DIRECTIONS FOR THIS TASK:
Only the lines of the data below from the one with "the running process." through the one with "repository 7b3154b6471b4bde" are wanted. Repeat them exactly.

RECORDS SHOWN:

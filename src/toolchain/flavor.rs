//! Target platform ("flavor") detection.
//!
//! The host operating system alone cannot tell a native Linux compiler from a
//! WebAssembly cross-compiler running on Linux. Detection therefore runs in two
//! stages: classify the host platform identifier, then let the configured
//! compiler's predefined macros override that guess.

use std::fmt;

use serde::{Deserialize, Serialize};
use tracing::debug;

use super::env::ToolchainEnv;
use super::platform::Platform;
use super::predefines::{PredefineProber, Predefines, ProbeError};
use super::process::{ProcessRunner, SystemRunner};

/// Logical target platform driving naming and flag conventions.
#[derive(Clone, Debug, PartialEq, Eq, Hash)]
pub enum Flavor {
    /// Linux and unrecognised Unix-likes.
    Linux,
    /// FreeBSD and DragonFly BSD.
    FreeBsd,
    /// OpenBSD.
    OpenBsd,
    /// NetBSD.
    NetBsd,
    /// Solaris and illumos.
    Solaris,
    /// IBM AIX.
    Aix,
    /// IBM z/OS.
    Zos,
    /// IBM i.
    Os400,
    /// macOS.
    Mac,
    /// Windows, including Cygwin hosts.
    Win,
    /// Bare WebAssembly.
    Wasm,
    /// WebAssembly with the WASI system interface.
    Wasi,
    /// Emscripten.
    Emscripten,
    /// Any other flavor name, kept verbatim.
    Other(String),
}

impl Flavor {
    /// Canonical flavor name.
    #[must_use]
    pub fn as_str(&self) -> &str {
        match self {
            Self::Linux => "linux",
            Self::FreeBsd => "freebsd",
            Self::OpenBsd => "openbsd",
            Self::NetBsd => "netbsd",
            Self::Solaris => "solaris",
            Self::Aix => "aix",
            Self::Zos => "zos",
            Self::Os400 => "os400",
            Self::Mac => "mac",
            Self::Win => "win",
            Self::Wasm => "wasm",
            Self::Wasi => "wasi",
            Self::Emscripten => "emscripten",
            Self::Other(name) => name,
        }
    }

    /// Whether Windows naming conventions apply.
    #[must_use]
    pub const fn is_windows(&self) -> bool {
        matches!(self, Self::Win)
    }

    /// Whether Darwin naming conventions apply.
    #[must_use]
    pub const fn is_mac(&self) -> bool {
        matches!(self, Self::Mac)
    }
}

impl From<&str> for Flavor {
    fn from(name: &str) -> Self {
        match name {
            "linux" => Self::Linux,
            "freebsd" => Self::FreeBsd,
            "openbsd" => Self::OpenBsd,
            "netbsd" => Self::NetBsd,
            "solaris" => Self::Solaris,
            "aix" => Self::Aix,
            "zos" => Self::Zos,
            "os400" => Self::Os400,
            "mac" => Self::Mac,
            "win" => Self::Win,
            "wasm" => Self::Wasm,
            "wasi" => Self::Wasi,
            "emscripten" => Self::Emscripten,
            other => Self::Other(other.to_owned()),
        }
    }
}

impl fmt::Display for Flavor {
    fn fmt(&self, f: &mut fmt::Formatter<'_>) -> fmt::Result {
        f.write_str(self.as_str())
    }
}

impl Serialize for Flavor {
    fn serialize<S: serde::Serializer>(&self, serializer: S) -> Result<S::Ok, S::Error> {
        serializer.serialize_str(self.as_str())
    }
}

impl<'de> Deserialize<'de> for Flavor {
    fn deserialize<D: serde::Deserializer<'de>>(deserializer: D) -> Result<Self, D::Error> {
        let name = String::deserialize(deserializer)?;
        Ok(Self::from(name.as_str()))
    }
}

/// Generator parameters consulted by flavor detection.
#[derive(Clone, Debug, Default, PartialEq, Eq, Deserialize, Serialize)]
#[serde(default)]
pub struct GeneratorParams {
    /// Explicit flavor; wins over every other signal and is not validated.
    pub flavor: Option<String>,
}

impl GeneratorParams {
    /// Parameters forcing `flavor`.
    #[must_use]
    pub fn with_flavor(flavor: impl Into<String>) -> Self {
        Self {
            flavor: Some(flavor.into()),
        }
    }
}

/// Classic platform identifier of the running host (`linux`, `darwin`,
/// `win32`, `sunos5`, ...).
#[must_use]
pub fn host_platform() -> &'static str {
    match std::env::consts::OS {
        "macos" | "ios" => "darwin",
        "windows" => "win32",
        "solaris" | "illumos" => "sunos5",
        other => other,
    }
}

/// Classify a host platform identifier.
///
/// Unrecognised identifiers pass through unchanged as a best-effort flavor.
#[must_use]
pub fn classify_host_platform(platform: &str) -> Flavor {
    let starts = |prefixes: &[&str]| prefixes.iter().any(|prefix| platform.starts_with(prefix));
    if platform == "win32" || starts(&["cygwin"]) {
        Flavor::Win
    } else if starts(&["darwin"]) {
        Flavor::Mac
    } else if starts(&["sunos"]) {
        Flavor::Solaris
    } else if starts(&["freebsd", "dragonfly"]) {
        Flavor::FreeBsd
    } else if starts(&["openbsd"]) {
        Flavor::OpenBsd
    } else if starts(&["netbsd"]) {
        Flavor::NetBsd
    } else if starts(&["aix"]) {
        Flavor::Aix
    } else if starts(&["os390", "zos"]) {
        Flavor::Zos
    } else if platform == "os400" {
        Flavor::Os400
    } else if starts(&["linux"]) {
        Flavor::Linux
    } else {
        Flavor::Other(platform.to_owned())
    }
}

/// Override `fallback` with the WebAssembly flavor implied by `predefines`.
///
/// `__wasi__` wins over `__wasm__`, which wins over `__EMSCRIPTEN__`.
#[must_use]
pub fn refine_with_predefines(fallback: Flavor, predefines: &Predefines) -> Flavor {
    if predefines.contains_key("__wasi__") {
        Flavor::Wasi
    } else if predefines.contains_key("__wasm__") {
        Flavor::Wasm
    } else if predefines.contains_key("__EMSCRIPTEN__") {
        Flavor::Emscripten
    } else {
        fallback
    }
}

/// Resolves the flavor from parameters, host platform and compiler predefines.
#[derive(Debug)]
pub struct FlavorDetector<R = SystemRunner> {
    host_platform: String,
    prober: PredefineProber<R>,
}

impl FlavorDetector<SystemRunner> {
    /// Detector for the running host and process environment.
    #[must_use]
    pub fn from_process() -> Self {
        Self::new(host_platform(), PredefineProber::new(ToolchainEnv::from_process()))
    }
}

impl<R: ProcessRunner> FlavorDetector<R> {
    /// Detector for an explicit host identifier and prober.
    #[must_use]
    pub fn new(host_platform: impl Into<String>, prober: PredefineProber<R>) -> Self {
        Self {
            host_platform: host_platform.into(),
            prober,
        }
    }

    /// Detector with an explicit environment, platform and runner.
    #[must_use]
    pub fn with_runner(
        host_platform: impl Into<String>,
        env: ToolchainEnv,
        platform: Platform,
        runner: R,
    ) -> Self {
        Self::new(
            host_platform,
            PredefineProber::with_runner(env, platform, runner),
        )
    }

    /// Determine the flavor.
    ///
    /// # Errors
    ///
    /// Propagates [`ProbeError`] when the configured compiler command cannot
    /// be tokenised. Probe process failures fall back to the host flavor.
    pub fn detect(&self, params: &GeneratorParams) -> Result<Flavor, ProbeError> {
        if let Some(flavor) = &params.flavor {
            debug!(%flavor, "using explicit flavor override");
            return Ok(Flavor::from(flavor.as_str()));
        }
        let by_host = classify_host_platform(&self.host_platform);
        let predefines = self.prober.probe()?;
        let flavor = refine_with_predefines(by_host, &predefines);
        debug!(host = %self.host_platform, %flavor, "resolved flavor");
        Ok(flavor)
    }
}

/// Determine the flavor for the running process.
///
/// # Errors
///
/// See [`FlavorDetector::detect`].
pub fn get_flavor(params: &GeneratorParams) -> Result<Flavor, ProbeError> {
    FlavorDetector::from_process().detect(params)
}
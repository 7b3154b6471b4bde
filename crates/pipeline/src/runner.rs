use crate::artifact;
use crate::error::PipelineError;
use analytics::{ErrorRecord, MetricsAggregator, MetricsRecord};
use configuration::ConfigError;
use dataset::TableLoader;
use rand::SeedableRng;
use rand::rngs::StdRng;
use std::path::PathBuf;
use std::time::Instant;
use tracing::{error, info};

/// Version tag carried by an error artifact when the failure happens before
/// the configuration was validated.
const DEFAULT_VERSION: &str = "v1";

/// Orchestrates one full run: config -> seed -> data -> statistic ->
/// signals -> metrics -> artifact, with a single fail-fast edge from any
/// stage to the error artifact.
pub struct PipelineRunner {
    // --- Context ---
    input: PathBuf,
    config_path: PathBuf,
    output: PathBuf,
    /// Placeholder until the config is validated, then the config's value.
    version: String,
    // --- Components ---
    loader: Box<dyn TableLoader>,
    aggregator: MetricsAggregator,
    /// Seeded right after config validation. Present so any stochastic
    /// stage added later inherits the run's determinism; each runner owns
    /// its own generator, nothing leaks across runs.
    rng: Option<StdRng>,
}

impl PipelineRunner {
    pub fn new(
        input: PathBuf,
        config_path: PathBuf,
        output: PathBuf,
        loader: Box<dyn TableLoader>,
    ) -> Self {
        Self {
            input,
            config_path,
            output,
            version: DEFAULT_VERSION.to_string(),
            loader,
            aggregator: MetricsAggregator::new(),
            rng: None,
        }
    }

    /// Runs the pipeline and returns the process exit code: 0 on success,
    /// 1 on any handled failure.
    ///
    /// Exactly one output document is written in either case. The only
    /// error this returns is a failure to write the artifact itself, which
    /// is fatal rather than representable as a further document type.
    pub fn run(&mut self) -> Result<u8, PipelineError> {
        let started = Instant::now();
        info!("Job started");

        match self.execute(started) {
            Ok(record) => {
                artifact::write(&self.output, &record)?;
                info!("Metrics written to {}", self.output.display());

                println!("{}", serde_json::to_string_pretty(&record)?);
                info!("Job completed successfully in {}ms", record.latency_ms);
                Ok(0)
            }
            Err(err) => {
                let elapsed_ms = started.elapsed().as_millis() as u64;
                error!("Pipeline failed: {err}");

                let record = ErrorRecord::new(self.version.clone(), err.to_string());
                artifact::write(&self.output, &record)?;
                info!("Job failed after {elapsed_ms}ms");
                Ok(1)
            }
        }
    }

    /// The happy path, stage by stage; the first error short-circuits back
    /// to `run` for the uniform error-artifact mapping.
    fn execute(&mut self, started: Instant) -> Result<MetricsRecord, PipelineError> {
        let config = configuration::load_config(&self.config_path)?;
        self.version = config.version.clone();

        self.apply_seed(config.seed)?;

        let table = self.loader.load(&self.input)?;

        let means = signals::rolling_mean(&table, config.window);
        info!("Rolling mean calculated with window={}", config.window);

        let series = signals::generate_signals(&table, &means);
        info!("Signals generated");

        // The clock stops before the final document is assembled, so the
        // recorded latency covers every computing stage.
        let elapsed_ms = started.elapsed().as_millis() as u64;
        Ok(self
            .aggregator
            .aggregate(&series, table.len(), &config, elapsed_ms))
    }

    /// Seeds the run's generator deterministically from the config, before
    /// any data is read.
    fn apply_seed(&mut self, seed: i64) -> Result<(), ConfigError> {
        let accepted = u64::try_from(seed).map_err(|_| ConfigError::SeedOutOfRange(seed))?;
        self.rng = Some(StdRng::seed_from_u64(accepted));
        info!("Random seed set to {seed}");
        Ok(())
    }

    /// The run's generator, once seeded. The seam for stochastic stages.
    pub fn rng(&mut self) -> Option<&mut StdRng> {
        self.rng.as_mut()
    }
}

SOLUTION FOR THIS TASK:
/// Determine the flavor for the running process.
///
/// # Errors
///
/// See [`FlavorDetector::detect`].
pub fn get_flavor(params: &GeneratorParams) -> Result<Flavor, ProbeError> {
    FlavorDetector::from_process().detect(params)
}
repository 7b3154b6471b4bde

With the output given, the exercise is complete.